Electronic mail was also expensive to process as it typically took the user multiple messages which had to be processed to retrieve a file. In addition many electronic mail users require files to be broken down to specific sizes suitable for e-mail. This adds to processing. George Sadowsky and others suggested that we still serve this community some of the higher level applications currently being developed.

PROJECT CONTINUATION: Much of the discussion focused on project continuation. Carl Malamud and Ajit Kambil stated they would make available the code developed in the project for someone else to run the project at the end of 1995.

Ajit Kambil proposed that steps be taken to develop a consortium or private companies, universities and other organizations (e.g libraries) to continue funding and keeping this resource in the public domain. Such a consortium would continue to purchase the data feed and would continue providing this data as a public and free resource. Based on the current project, Carl and Ajit will look at estimating the costs required to operate such a service. Many companies and individual have expressed their interest in assuring the continued availability of this data at low cost. Others see opportunities in adding value to this data for their clients.

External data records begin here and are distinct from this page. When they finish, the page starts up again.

//! End-to-end use of the `GamesConsensus` facade with file-based parameters

mod common;

use std::io::Write;

use anyhow::Result;
use common::*;
use games_consensus::chain::{ChainView, MemoryChain};
use games_consensus::config::GameParams;
use games_consensus::policy::Policies;
use games_consensus::{GamesConsensus, ValidationResult, GETBET_NEW_VERIFY};
use tempfile::NamedTempFile;

const PREV_BLOCK: [u8; 32] = [0x77; 32];

fn write_params(json: &str) -> Result<NamedTempFile> {
    let mut file = NamedTempFile::new()?;
    file.write_all(json.as_bytes())?;
    file.flush()?;
    Ok(file)
}

#[test]
fn test_load_params_from_file() -> Result<()> {
    let file = write_params(
        r#"{"make_bet_indicator": 4096, "max_reward": 36, "max_payoff": 1000000,
            "activation": {"getbet_new_verify": 10}}"#,
    )?;
    let params = GameParams::load(file.path())?;
    assert_eq!(params.make_bet_indicator, INDICATOR);
    assert_eq!(params.activation.getbet_new_verify, 10);
    Ok(())
}

#[test]
fn test_load_rejects_missing_and_invalid_files() -> Result<()> {
    let dir = tempfile::tempdir()?;
    assert!(GameParams::load(dir.path().join("absent.json")).is_err());

    let file = write_params(r#"{"make_bet_indicator": 1, "max_reward": 0, "max_payoff": 1}"#)?;
    assert!(GameParams::load(file.path()).is_err());
    Ok(())
}

#[test]
fn test_wager_lifecycle() -> Result<()> {
    let file =
        write_params(r#"{"make_bet_indicator": 4096, "max_reward": 36, "max_payoff": 1000000}"#)?;
    let consensus = GamesConsensus::new(GameParams::load(file.path())?);
    let game = Roulette::default();
    let policies = Policies::from_game(&game);

    // placement
    let wager = wager_tx(&[("7", 100), ("red", 40)]);
    assert!(consensus.is_make_bet_tx(&wager));
    assert!(consensus.tx_make_bet_verify(&wager, GETBET_NEW_VERIFY, &game, true).is_valid());
    assert_eq!(consensus.extract_descriptor(&wager)?.output_index, 2);

    let mut chain = MemoryChain::new();
    let prev_txid = chain.insert(wager, PREV_BLOCK);
    assert_eq!(chain.confirmed_transaction(&prev_txid)?.block_hash, PREV_BLOCK);

    // settlement of the lottery bet
    let input = settlement_input(&game, prev_txid, 0, &PREV_BLOCK, &[7], ARGUMENT);
    let matched = consensus.is_input_bet(&input).expect("bet redemption");
    assert_eq!(matched.numbers, vec![7]);

    let tx = settlement_tx(vec![input], 3000);
    let report = consensus.verify_settlement(GETBET_NEW_VERIFY, &tx, 100, 3000, &chain, &policies)?;
    assert_eq!(report.total_reward, 3600);
    assert_eq!(report.fee, 600);
    assert!(!report.has_divergence());

    let (verdict, fee) =
        consensus.check_settlement(GETBET_NEW_VERIFY, &tx, 100, 3000, &chain, &policies);
    assert_eq!(verdict, ValidationResult::Valid);
    assert_eq!(fee, 600);
    Ok(())
}

#[test]
fn test_plain_spend_is_not_a_bet() {
    let consensus = GamesConsensus::new(params());
    let input = games_consensus::TransactionInput {
        prevout: games_consensus::OutPoint { hash: [1; 32], index: 0 },
        script_sig: vec![0x47, 0x30, 0x44],
        sequence: 0,
    };
    assert!(consensus.is_input_bet(&input).is_none());
}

Various other models were proposed in the course of the discussion.:

One suggestion was for the SEC to provide a basic service to the public. Ajit felt a key concern here is the SEC may be constrained by their primary incentives, funding, and other system development priorities to focus less on this system. Design would also require broad public outreach.

A second suggestion was for the SEC to outsource and fund such a service which would be provided by a third party. As Gerald Yung was not present we could not find out Mead Data Central's position here and the exact date when the Mead contract with the SEC expires.

Both of the above would depend on the cooperation of the SEC. Nancy Kranich was concerned a consortium would not necessarily better serve the public. Consortium partners could unduly influence outcomes and not necessarily be responsive to the broader public. She recommended that this data set be provided by government free and electronically to the public. Gary Bass was concerned that it could be hard to get legislative support for this given opposition from the traditional information vendors.

The group felt they should continue this discussion electronically.

DISSEMINATION OF INFORMATION ABOUT THE PROJECT:

While the press articles have been the primary way in which the project information has been disseminated, members of the committee suggested greater outreach to groups such as librarians, the Freenet organizations etc to make users aware of the data.